No fault of his own, but my coaching client didn’t know that the section titled DB COMPLEX was actually his conditioning program.  I have found over the years that this is the most efficient way to drop body fat while building muscle in those who are have fewer training years under their belt, and for those more experienced trainee’s this cardio strength training method is hands down the best way to maintain muscle mass.  Now, this is all providing people follow my recommendations in terms of nutrition, adequate sleep and managing their stress.

Setting up a Complex

  • Select a piece of equipment.  A kettlebell, a dumbell, a barbell, a medicine ball, a sandbag, a suspension trainer etc
  • Choose between 5 or 6 exercises that hit as many body parts as possible
  • Make sure the weight of the equipment is challenging for 6 reps of the weakest exercise in your group of exercises.
  • Without setting that piece of equipment down, complete 6 reps of each exercise with no rest between exercises.
  • Rest 45 seconds and repeat for a total of 6 rounds.

As you get better, decrease your rest time until you only rest for 30 seconds between each round.  If you can get to 30 seconds rest between rounds increase the weight and go back to 45 seconds rest intervals.

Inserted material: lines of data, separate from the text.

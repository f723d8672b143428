//! Per-thread renderer context
//!
//! All scratch memory of a single render (edge store, active edges, coverage line,
//! alpha band) lives in a [`RendererContext`]. Each thread keeps one context in a
//! pool, so repeated renders on the same thread do not reallocate.
use crate::{
    arena::BlockCache,
    config::{config, Config},
    coverage::{AlphaBand, CoverageLine},
    edges::EdgeStore,
    sweep::ActiveEdges,
};
use std::cell::RefCell;

thread_local! {
    static POOL: RefCell<Option<Box<RendererContext>>> = const { RefCell::new(None) };
}

/// Rasterization parameters derived from configuration
#[derive(Debug, Clone, Copy, PartialEq, Eq)]
pub struct RasterParams {
    pub subpixel_lg_x: u32,
    pub subpixel_lg_y: u32,
    pub tile_lg: u32,
}

impl RasterParams {
    pub fn from_config(config: &Config) -> Self {
        Self {
            subpixel_lg_x: config.subpixel_lg_x,
            subpixel_lg_y: config.subpixel_lg_y,
            tile_lg: config.tile_lg,
        }
    }

    pub fn positions_x(&self) -> u32 {
        1 << self.subpixel_lg_x
    }

    pub fn positions_y(&self) -> u32 {
        1 << self.subpixel_lg_y
    }

    pub fn tile_size(&self) -> usize {
        1 << self.tile_lg
    }
}

impl Default for RasterParams {
    fn default() -> Self {
        Self::from_config(config())
    }
}

/// Scratch state of a single render
pub struct RendererContext {
    params: RasterParams,
    pub(crate) cache: BlockCache,
    pub(crate) edges: EdgeStore,
    pub(crate) active: ActiveEdges,
    pub(crate) line: CoverageLine,
    pub(crate) band: AlphaBand,
    renders: usize,
}

impl RendererContext {
    pub fn new(params: RasterParams) -> Box<Self> {
        let mut cache = BlockCache::new();
        let edges = EdgeStore::new(&mut cache);
        let active = ActiveEdges::new(&mut cache);
        let line = CoverageLine::new(params.subpixel_lg_x, params.subpixel_lg_y, &mut cache);
        let band = AlphaBand::new(params.tile_lg, &mut cache);
        tracing::debug!("[context] new {:?}", params);
        Box::new(Self {
            params,
            cache,
            edges,
            active,
            line,
            band,
            renders: 0,
        })
    }

    /// Take context of the current thread from the pool, or create a new one
    pub fn acquire() -> Box<Self> {
        Self::acquire_with(RasterParams::default())
    }

    /// Take pooled context if it was created with the same parameters
    pub fn acquire_with(params: RasterParams) -> Box<Self> {
        let pooled = POOL.with(|pool| pool.borrow_mut().take());
        match pooled {
            Some(ctx) if ctx.params == params => ctx,
            _ => Self::new(params),
        }
    }

    /// Reset context and put it back into the pool of the current thread
    pub fn release(mut self: Box<Self>) {
        self.reset();
        // thread local might be already destroyed if called from a destructor on exit
        let _ = POOL.try_with(|pool| {
            pool.borrow_mut().replace(self);
        });
    }

    /// Drop all per-render state and shrink buffers grown by the last render
    pub fn reset(&mut self) {
        self.edges.reset(&mut self.cache);
        self.active.reset(&mut self.cache);
        self.line.reset(&mut self.cache);
        self.band.reset(&mut self.cache);
    }

    pub fn params(&self) -> RasterParams {
        self.params
    }

    /// Number of renders this context was used for
    pub fn renders(&self) -> usize {
        self.renders
    }

    pub(crate) fn start_render(&mut self) {
        self.renders += 1;
    }

    pub fn cache(&self) -> &BlockCache {
        &self.cache
    }
}

impl std::fmt::Debug for RendererContext {
    fn fmt(&self, f: &mut std::fmt::Formatter<'_>) -> std::fmt::Result {
        f.debug_struct("RendererContext")
            .field("params", &self.params)
            .field("renders", &self.renders)
            .field("cache", &self.cache)
            .finish()
    }
}
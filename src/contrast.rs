//! Contrast correction of coverage
//!
//! Blending in linear light makes thin dark features on light backgrounds look
//! lighter than blending in perceptual space. Correction replaces coverage `a`
//! with the coverage that produces the lightness a perceptual blend would have,
//! mixed with the original coverage according to the configured strength.
use crate::gamma::{TransferTable, LIN_MAX, LUMA_MAX};

/// Number of lightness buckets of the standard table
pub const STANDARD_BUCKETS: usize = 64;
/// Number of lightness buckets of the fast table
pub const FAST_BUCKETS: usize = 32;
/// Luminance difference (as a fraction of `LIN_MAX`) below which coverage is kept
pub const CONTRAST_EPSILON: f64 = 1.0 / 512.0;

/// Corrected coverage for source and destination lightness in `0..=LUMA_MAX`
pub fn correct_exact(luma: &TransferTable, strength: f64, src: u16, dst: u16, alpha: u8) -> u8 {
    if strength <= 0.0 || src == dst || alpha == 0 || alpha == 255 {
        return alpha;
    }
    let ys = luma.dir(src) as f64;
    let yd = luma.dir(dst) as f64;
    if (ys - yd).abs() < CONTRAST_EPSILON * LIN_MAX as f64 {
        return alpha;
    }
    let a = alpha as f64 / 255.0;
    let target = (dst as f64 + (src as f64 - dst as f64) * a).round() as u16;
    let yt = luma.dir(target) as f64;
    let solved = ((yt - yd) / (ys - yd)).clamp(0.0, 1.0);
    let result = a + strength.min(1.0) * (solved - a);
    (result * 255.0).round().clamp(0.0, 255.0) as u8
}

/// Lightness of the center of the bucket
fn bucket_center(bucket: usize, buckets: usize) -> u16 {
    ((bucket as f64 + 0.5) / buckets as f64 * LUMA_MAX as f64).round() as u16
}

/// Precomputed correction for quantized source and destination lightness
#[derive(Clone)]
pub struct ContrastTable {
    buckets: usize,
    strength: f64,
    data: Box<[u8]>,
}

impl ContrastTable {
    pub fn new(luma: &TransferTable, strength: f64, buckets: usize) -> Self {
        let _span = tracing::debug_span!("contrast_table", buckets).entered();
        let mut data = vec![0u8; buckets * buckets * 256].into_boxed_slice();
        for (index, row) in data.chunks_exact_mut(256).enumerate() {
            let (src, dst) = (index / buckets, index % buckets);
            let (ls, ld) = (bucket_center(src, buckets), bucket_center(dst, buckets));
            for (alpha, out) in row.iter_mut().enumerate() {
                *out = if src == dst {
                    alpha as u8
                } else {
                    correct_exact(luma, strength, ls, ld, alpha as u8)
                };
            }
        }
        tracing::debug!("[contrast] table with {} buckets, strength {}", buckets, strength);
        Self {
            buckets,
            strength,
            data,
        }
    }

    pub fn buckets(&self) -> usize {
        self.buckets
    }

    pub fn strength(&self) -> f64 {
        self.strength
    }

    /// Bucket of the lightness in `0..=LUMA_MAX`
    #[inline]
    pub fn bucket(&self, lightness: u16) -> usize {
        (lightness.min(LUMA_MAX) as usize * self.buckets) / (LUMA_MAX as usize + 1)
    }

    /// Correction row for a pair of buckets, indexed by coverage
    #[inline]
    pub fn row(&self, src: usize, dst: usize) -> &[u8] {
        let offset = (src * self.buckets + dst) * 256;
        &self.data[offset..offset + 256]
    }

    /// Corrected coverage for source and destination lightness
    #[inline]
    pub fn correct(&self, src: u16, dst: u16, alpha: u8) -> u8 {
        self.row(self.bucket(src), self.bucket(dst))[alpha as usize]
    }
}

impl std::fmt::Debug for ContrastTable {
    fn fmt(&self, f: &mut std::fmt::Formatter<'_>) -> std::fmt::Result {
        f.debug_struct("ContrastTable")
            .field("buckets", &self.buckets)
            .field("strength", &self.strength)
            .finish()
    }
}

I have used this approach when cutting body fat for photo shoots and physique competitions.  This is not to say that other modes of conditioning aren’t good as well.  I also like to use sprint intervals for dropping body and maintaining muscle but not everyone can sprint and sometimes I don’t have enough time to build up someone’s level of sprinting to just rely on it before the arrival of a photo shoot or competition date.

Here is a video of a basic complex I used for myself.

*Please do not use this workout unless you have been screened for movement dysfunctions and asymmetries by a professional.  Even then, this video is just an example of a routine and not designed for everyone as movement ability and exercise progression varies among individuals.  


Nathane L. Jackson, cscs
Nathane Jackson Fitness Inc.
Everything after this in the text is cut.